When I wiped the arses of old men

Sometimes in the thin light

From a squinting door

So not to waken the sleepers

Quiet between crisp white sheets

And a green honeycomb blanket

Topped with the regulation cream coverlet

I would think of the pleasant things

That waited for me when the shift ended

Like a long drink in the hospital social club

And a slow fuck with a student nurse back in my room

And I would try to be patient

With the confused old man

Who probably thought I was trying to rob him

Or rape him or take what remained of his mind

Full of mixed up memories of love and loss

And pigeons and pussy cats

Cabbages and cornflowers tall as cathedrals

Weekends picking coal at Blackhall Rocks

 Used condoms among the dunes

Fights in boxing booths during the recession

Over married women bus drivers

And thoughts of disrespect from strangers

 But when it came down to it

I was wiping shit off an old man's arse

And the only one who knew

What was happening was me

I could have left it for the night shift to find

Dry and caked and stuck to his papery skin

And gone for that drink and that fuck

Without the resistant odour of piss and shit

Clinging to my hands like phosphorus

As a reminder that I was a wiper of old men's arses

But men and women not yet old

Had wiped my arse and held my hand

Taught me how to walk and

Shown me how to be a man

How to laugh and cry and drink and fuck

And wipe the arses of old men like a man

So I wiped and washed and tucked the old man in

Pulled the bedclothes round to keep him warm

Said his name and wished him pleasant dreams

Of love and loss and pigeons and pussy cats

Cabbages and cornflowers tall as cathedrals

And when in the early hours his life drifted out

He was warm and as clean as the day his mother bore him

This song harks back to when I was a student psychiatric nurse during the late 1970s.

     I became a student nurse, at least mainly, because I wanted to find out more about the treatment of mentally ill people and the ideas behind that treatment.
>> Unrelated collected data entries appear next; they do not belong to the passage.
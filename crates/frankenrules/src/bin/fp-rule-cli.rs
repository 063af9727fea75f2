#![forbid(unsafe_code)]

use std::io::{self, Write};
use std::path::PathBuf;
use std::process::ExitCode;

use frankenrules::{
    DataFrame, add_virtual_column, derive_virtual_column, read_csv_path, read_csv_str,
    write_csv_string,
};

const STDIN_MARKER: &str = "-";

#[derive(Debug, Clone, PartialEq, Eq)]
struct CliArgs {
    input: Option<PathBuf>,
    rule: String,
    target: String,
    strict_exit: bool,
}

#[derive(Debug, Clone, PartialEq, Eq)]
enum Command {
    Run(CliArgs),
    Help,
}

fn main() -> ExitCode {
    match run() {
        Ok(code) => code,
        Err(error) => {
            eprintln!("fp-rule-cli error: {error}");
            ExitCode::from(1)
        }
    }
}

fn run() -> Result<ExitCode, String> {
    let args = match parse_args(std::env::args().skip(1))? {
        Command::Run(args) => args,
        Command::Help => {
            print_help();
            return Ok(ExitCode::SUCCESS);
        }
    };
    let frame = load_frame(args.input.as_deref())?;

    let out = if args.strict_exit {
        match derive_virtual_column(&frame, &args.rule, &args.target) {
            Ok(out) => out,
            Err(error) => {
                eprintln!(
                    "fp-rule-cli rejected: reason={} error={error}",
                    error.reason().as_str()
                );
                return Ok(ExitCode::from(2));
            }
        }
    } else {
        add_virtual_column(&frame, &args.rule, &args.target)
    };

    let rendered = write_csv_string(&out).map_err(|error| error.to_string())?;
    io::stdout()
        .lock()
        .write_all(rendered.as_bytes())
        .map_err(|error| error.to_string())?;

    Ok(ExitCode::SUCCESS)
}

fn load_frame(input: Option<&std::path::Path>) -> Result<DataFrame, String> {
    match input {
        Some(path) if path.as_os_str() != STDIN_MARKER => {
            read_csv_path(path).map_err(|error| format!("{}: {error}", path.display()))
        }
        _ => {
            let text = io::read_to_string(io::stdin()).map_err(|error| error.to_string())?;
            read_csv_str(&text).map_err(|error| format!("<stdin>: {error}"))
        }
    }
}

fn parse_args<I>(args: I) -> Result<Command, String>
where
    I: IntoIterator<Item = String>,
{
    let mut input = None;
    let mut rule = None;
    let mut target = None;
    let mut strict_exit = false;

    let mut args = args.into_iter();
    while let Some(arg) = args.next() {
        match arg.as_str() {
            "--input" => {
                let value = args
                    .next()
                    .ok_or_else(|| "--input requires a path or '-'".to_owned())?;
                input = Some(PathBuf::from(value));
            }
            "--rule" => {
                let value = args
                    .next()
                    .ok_or_else(|| "--rule requires an expression".to_owned())?;
                rule = Some(value);
            }
            "--target" => {
                let value = args
                    .next()
                    .ok_or_else(|| "--target requires a column name".to_owned())?;
                target = Some(value);
            }
            "--strict-exit" => {
                strict_exit = true;
            }
            "--help" | "-h" => return Ok(Command::Help),
            other => return Err(format!("unknown argument: {other}")),
        }
    }

    Ok(Command::Run(CliArgs {
        input,
        rule: rule.ok_or_else(|| "--rule is required".to_owned())?,
        target: target.ok_or_else(|| "--target is required".to_owned())?,
        strict_exit,
    }))
}

fn print_help() {
    println!(
        "fp-rule-cli\n\
         Usage:\n\
         \tfp-rule-cli --rule '<label> <op> <label>' --target <name> [--input <path>|-] [--strict-exit]\n\
         Options:\n\
         \t--rule <expr>       rule such as 'revenue - cost'; operators: + - *\n\
         \t--target <name>     column to create or overwrite (letters and underscores)\n\
         \t--input <path>      CSV file to read (default: stdin, also '{STDIN_MARKER}')\n\
         \t--strict-exit       exit 2 with the rejection reason instead of printing an empty table\n\
         \t-h, --help          show this help"
    );
}

#[cfg(test)]
mod tests {
    use std::path::PathBuf;

    use super::{CliArgs, Command, parse_args};

    fn parse(args: &[&str]) -> Result<Command, String> {
        parse_args(args.iter().map(|arg| (*arg).to_owned()))
    }

    #[test]
    fn full_argument_list_is_parsed() {
        let command = parse(&[
            "--input",
            "-",
            "--rule",
            "price * qty",
            "--target",
            "total",
            "--strict-exit",
        ])
        .expect("parse");
        assert_eq!(
            command,
            Command::Run(CliArgs {
                input: Some(PathBuf::from("-")),
                rule: "price * qty".to_owned(),
                target: "total".to_owned(),
                strict_exit: true,
            })
        );
    }

    #[test]
    fn input_defaults_to_stdin_and_strict_exit_to_off() {
        let Command::Run(args) = parse(&["--rule", "a+b", "--target", "c"]).expect("parse") else {
            panic!("expected a run command");
        };
        assert_eq!(args.input, None);
        assert!(!args.strict_exit);
    }

    #[test]
    fn missing_rule_is_reported() {
        let err = parse(&["--target", "total"]).expect_err("rule missing");
        assert_eq!(err, "--rule is required");
    }

    #[test]
    fn missing_target_is_reported() {
        let err = parse(&["--rule", "a + b"]).expect_err("target missing");
        assert_eq!(err, "--target is required");
    }

    #[test]
    fn flag_without_value_is_reported() {
        let err = parse(&["--target", "total", "--rule"]).expect_err("value missing");
        assert_eq!(err, "--rule requires an expression");
    }

    #[test]
    fn unknown_flag_is_rejected() {
        let err = parse(&["--rule", "a+b", "--target", "c", "--verbose"]).expect_err("unknown");
        assert_eq!(err, "unknown argument: --verbose");
    }

    #[test]
    fn help_short_circuits_validation() {
        assert_eq!(parse(&["-h"]).expect("help"), Command::Help);
        assert_eq!(parse(&["--rule", "a+b", "--help"]).expect("help"), Command::Help);
    }
}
I went into it with an open mind, but I gradually became convinced that the medical model of mental illness didn’t sufficiently take into account the actual experience of the person labelled ‘mentally ill.’  It seemed that being described in that way disqualified anything you had to say. It was too easy to see everything about the patient as just ‘mad.’

     It was already obvious that the days of the big institutions - the old county asylums (the ‘big houses’ and ‘loony bins’) - were numbered, which culminated in Margaret Thatcher’s disastrous policy called ‘Care in the Community.’ In reality, this policy amounted to long-term patients being turned out into a world where they belonged to no community and where little care was available. Some of those people were lucky, but many more died in sad circumstances and too soon.

    Quite a few of the patients I met had spent most of their adult lives in hospital, but others fetched up there due to dementia or the late appearance of something attracting the ‘mental illness’ label. In all cases, though, they had complexly textured stories to tell about their own lives, stories I found poignant, disturbing or - very frequently - inspiring. I learned a lot from those people.

    The lyric for Arses was written as a poem, without any thought of music being added, but David Reid immediately had an idea that grew into an almost symphonic treatment of the words. Although the words don’t actually refer to a single person or event - it’s more a matter of weaving together different strands of remembered experience - everything in the song is ‘true’ and I hope we’ve created something that is honest and revealing.